Gomez-Pinzón Abogados, Bogotá

ngarcia@gomezpinzon.com

 

Alvaro Rueda

Gomez-Pinzón Abogados, Bogotá

arueda@gomzpinzon.com

 

The effects of the Covid-19 pandemic have also hit the M&A market. Not only has there been a slowdown in M&A deals around the world, but uncertainty around the future of many businesses is giving rise to new discussions in the negotiation field. Colombia is no exception to this new reality; after a three-month lockdown in which only certain industries have been authorised to continue their businesses under strict safety restrictions, many companies are in financial distress. As of today, it is not clear when the economy will be fully reopened, but no doubt certain measures such as social distancing, remote working and other measures imposed by the government to control the pandemic will remain in place for a long time.

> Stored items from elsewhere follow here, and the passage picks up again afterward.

//! Admission webhooks for Tenant resources
//!
//! Two endpoints guard every write to a Tenant: the mutating endpoint fills
//! in defaults and the validating endpoint rejects invalid specs. Both are
//! stateless, so handlers share nothing and may run concurrently.
//!
//! - `POST /mutate-tenant`: [`default_tenant`]
//! - `POST /validate-tenant`: [`validate_tenant`]
//! - `GET /healthz`: liveness probe

mod decision;
mod defaulting;
mod pipeline;
mod validation;

use std::fmt;
use std::net::SocketAddr;
use std::path::PathBuf;
use std::time::Instant;

use axum::{
    routing::{get, post},
    Json, Router,
};
use axum_server::tls_rustls::RustlsConfig;
use kube::{
    api::DynamicObject,
    core::admission::{AdmissionRequest, AdmissionResponse, AdmissionReview, Operation},
};
use tracing::{debug, error, info, warn};

pub use decision::AdmissionDecision;
pub use defaulting::{
    apply_defaults, default_tenant, DEFAULT_ESG_ENABLED, DEFAULT_ISOLATION, DEFAULT_QUOTA,
};
pub use pipeline::{AdmissionPipeline, AdmissionReport};
pub use validation::{check_tenant, validate_tenant};

use crate::{metrics, Error};

/// Path of the mutating webhook
pub const MUTATE_PATH: &str = "/mutate-tenant";
/// Path of the validating webhook
pub const VALIDATE_PATH: &str = "/validate-tenant";
/// Path of the liveness probe
pub const HEALTH_PATH: &str = "/healthz";

/// One of the two admission stages
#[derive(Clone, Copy, Debug, PartialEq, Eq)]
pub enum Stage {
    /// Mutating stage that fills in defaults
    Defaulting,
    /// Validating stage that rejects invalid specs
    Validation,
}

impl Stage {
    /// Label used in logs and metrics
    pub fn as_str(&self) -> &'static str {
        match self {
            Stage::Defaulting => "defaulting",
            Stage::Validation => "validation",
        }
    }

    /// Run this stage against a raw object
    pub fn run(&self, operation: &Operation, raw: &[u8]) -> AdmissionDecision {
        match self {
            Stage::Defaulting => default_tenant(operation, raw),
            Stage::Validation => validate_tenant(operation, raw),
        }
    }
}

impl fmt::Display for Stage {
    fn fmt(&self, f: &mut fmt::Formatter<'_>) -> fmt::Result {
        f.write_str(self.as_str())
    }
}

/// Create the webhook router
pub fn webhook_router() -> Router {
    Router::new()
        .route(MUTATE_PATH, post(mutate_handler))
        .route(VALIDATE_PATH, post(validate_handler))
        .route(HEALTH_PATH, get(|| async { "ok" }))
}

/// Handle a mutating admission review for a Tenant
pub async fn mutate_handler(
    Json(body): Json<AdmissionReview<DynamicObject>>,
) -> Json<AdmissionReview<DynamicObject>> {
    Json(admit(body, Stage::Defaulting).into_review())
}

/// Handle a validating admission review for a Tenant
pub async fn validate_handler(
    Json(body): Json<AdmissionReview<DynamicObject>>,
) -> Json<AdmissionReview<DynamicObject>> {
    Json(admit(body, Stage::Validation).into_review())
}

fn admit(body: AdmissionReview<DynamicObject>, stage: Stage) -> AdmissionResponse {
    let req: AdmissionRequest<DynamicObject> = match body.try_into() {
        Ok(req) => req,
        Err(e) => {
            error!(stage = %stage, error = %e, "Failed to parse admission request");
            return AdmissionResponse::invalid(e.to_string());
        }
    };

    let start = Instant::now();
    let decision = match raw_object(&req) {
        Ok(raw) => stage.run(&req.operation, &raw),
        Err(e) => AdmissionDecision::internal(format!("failed to encode object: {}", e)),
    };

    match &decision {
        AdmissionDecision::Allow { patch, reason } => debug!(
            uid = %req.uid,
            stage = %stage,
            tenant = %req.name,
            patched = patch.is_some(),
            reason = %reason,
            "Admission allowed"
        ),
        AdmissionDecision::Deny { reason, code } => info!(
            uid = %req.uid,
            stage = %stage,
            tenant = %req.name,
            code = code,
            reason = %reason,
            "Admission denied"
        ),
        AdmissionDecision::Error { reason } => warn!(
            uid = %req.uid,
            stage = %stage,
            tenant = %req.name,
            reason = %reason,
            "Admission failed"
        ),
    }
    metrics::record_admission(stage.as_str(), decision.outcome_label(), start.elapsed());

    decision.into_response(&req)
}

/// Bytes of the submitted object; empty when the request carries none
fn raw_object(req: &AdmissionRequest<DynamicObject>) -> serde_json::Result<Vec<u8>> {
    match &req.object {
        Some(obj) => serde_json::to_vec(obj),
        None => Ok(Vec::new()),
    }
}

/// Certificate and key for serving the webhooks over TLS
#[derive(Clone, Debug)]
pub struct TlsFiles {
    /// PEM certificate chain
    pub cert_path: PathBuf,
    /// PEM private key
    pub key_path: PathBuf,
}

/// Serve the webhook router until the listener fails
///
/// Without TLS files the server speaks plain HTTP and expects TLS to be
/// terminated in front of it.
pub async fn serve(addr: SocketAddr, tls: Option<TlsFiles>) -> crate::Result<()> {
    let app = webhook_router();

    match tls {
        Some(tls) => {
            let config = RustlsConfig::from_pem_file(&tls.cert_path, &tls.key_path)
                .await
                .map_err(|e| {
                    Error::internal_with_context("webhook", format!("failed to load TLS config: {}", e))
                })?;
            info!(addr = %addr, "Starting admission webhook server (TLS)");
            axum_server::bind_rustls(addr, config)
                .serve(app.into_make_service())
                .await
                .map_err(|e| Error::internal_with_context("webhook", e.to_string()))
        }
        None => {
            let listener = tokio::net::TcpListener::bind(addr).await.map_err(|e| {
                Error::internal_with_context("webhook", format!("failed to bind {}: {}", addr, e))
            })?;
            info!(addr = %addr, "Starting admission webhook server (plain HTTP)");
            axum::serve(listener, app)
                .await
                .map_err(|e| Error::internal_with_context("webhook", e.to_string()))
        }
    }
}

#[cfg(test)]
mod tests {
    use super::*;
    use axum::body::{to_bytes, Body};
    use axum::http::{Request, StatusCode};
    use serde_json::{json, Value};
    use tower::ServiceExt;

    fn review(operation: &str, object: Option<Value>) -> Value {
        json!({
            "apiVersion": "admission.k8s.io/v1",
            "kind": "AdmissionReview",
            "request": {
                "uid": "0df28fbd-5f5f-11e8-bc74-36e6bb280816",
                "kind": {"group": "genesis.ai", "version": "v1", "kind": "Tenant"},
                "resource": {"group": "genesis.ai", "version": "v1", "resource": "tenants"},
                "name": "acme",
                "operation": operation,
                "userInfo": {"username": "alice"},
                "object": object,
                "dryRun": false
            }
        })
    }

    async fn post_review(path: &str, body: Value) -> Value {
        let request = Request::builder()
            .method("POST")
            .uri(path)
            .header("content-type", "application/json")
            .body(Body::from(body.to_string()))
            .expect("request");
        let response = webhook_router().oneshot(request).await.expect("response");
        assert_eq!(response.status(), StatusCode::OK);
        let bytes = to_bytes(response.into_body(), usize::MAX)
            .await
            .expect("body");
        serde_json::from_slice(&bytes).expect("json body")
    }

    // =========================================================================
    // Endpoint Stories
    // =========================================================================

    /// Story: the mutating endpoint returns a JSONPatch for a minimal tenant
    #[tokio::test]
    async fn story_mutate_endpoint_patches_defaults() {
        let body = review(
            "CREATE",
            Some(json!({
                "apiVersion": "genesis.ai/v1",
                "kind": "Tenant",
                "metadata": {"name": "acme"},
                "spec": {"displayName": "Acme Corp"}
            })),
        );

        let out = post_review(MUTATE_PATH, body).await;
        let response = &out["response"];
        assert_eq!(response["uid"], "0df28fbd-5f5f-11e8-bc74-36e6bb280816");
        assert_eq!(response["allowed"], true);
        assert_eq!(response["patchType"], "JSONPatch");
        assert!(response["patch"].is_array());

        let bytes: Vec<u8> =
            serde_json::from_value(response["patch"].clone()).expect("patch bytes");
        let ops: Value = serde_json::from_slice(&bytes).expect("json patch");
        let paths: Vec<&str> = ops
            .as_array()
            .expect("op list")
            .iter()
            .filter_map(|op| op["path"].as_str())
            .collect();
        assert!(paths.contains(&"/spec/quota"));
        assert!(paths.contains(&"/spec/isolation"));
        assert!(paths.contains(&"/spec/esgEnabled"));
    }

    /// Story: the validating endpoint rejects an unknown isolation mode
    #[tokio::test]
    async fn story_validate_endpoint_rejects_bad_isolation() {
        let body = review(
            "UPDATE",
            Some(json!({
                "apiVersion": "genesis.ai/v1",
                "kind": "Tenant",
                "metadata": {"name": "acme"},
                "spec": {"displayName": "Acme Corp", "isolation": "global"}
            })),
        );

        let out = post_review(VALIDATE_PATH, body).await;
        let response = &out["response"];
        assert_eq!(response["allowed"], false);
        assert_eq!(response["status"]["code"], 403);
        assert_eq!(
            response["status"]["message"],
            "spec.isolation must be one of: namespace, cluster, network"
        );
    }

    #[tokio::test]
    async fn validate_endpoint_allows_delete() {
        let out = post_review(VALIDATE_PATH, review("DELETE", None)).await;
        assert_eq!(out["response"]["allowed"], true);
    }

    #[tokio::test]
    async fn validate_endpoint_rejects_missing_object() {
        let out = post_review(VALIDATE_PATH, review("CREATE", None)).await;
        assert_eq!(out["response"]["allowed"], false);
        assert_eq!(out["response"]["status"]["message"], "empty object");
    }

    #[tokio::test]
    async fn review_without_request_is_invalid() {
        let body = json!({"apiVersion": "admission.k8s.io/v1", "kind": "AdmissionReview"});
        let out = post_review(MUTATE_PATH, body).await;
        assert_eq!(out["response"]["allowed"], false);
    }

    #[tokio::test]
    async fn healthz_responds() {
        let request = Request::builder()
            .uri(HEALTH_PATH)
            .body(Body::empty())
            .expect("request");
        let response = webhook_router().oneshot(request).await.expect("response");
        assert_eq!(response.status(), StatusCode::OK);
    }

    #[test]
    fn stage_labels() {
        assert_eq!(Stage::Defaulting.to_string(), "defaulting");
        assert_eq!(Stage::Validation.as_str(), "validation");
    }
}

How will this affect M&A deals? We will not refer to pending deals which were signed prior to the impact of Covid-19 in Colombia, since many discussions have been had around material adverse changes (MAE), force majeure or excessive onerosity of the contract (in Colombia, teoria de la imprevision) to avoid the closing of deals that may be under risk as a result of the pandemic's effects.

We will refer instead to some effects in the mid and long-term that may apply in M&A transactions. As uncertainty is the new normal, this will require lawyers to raise further discussions and create further safeguards on both sides of the table. Ultimately, it will largely depend on the negotiating leverage of the buyer and seller in each individual transaction.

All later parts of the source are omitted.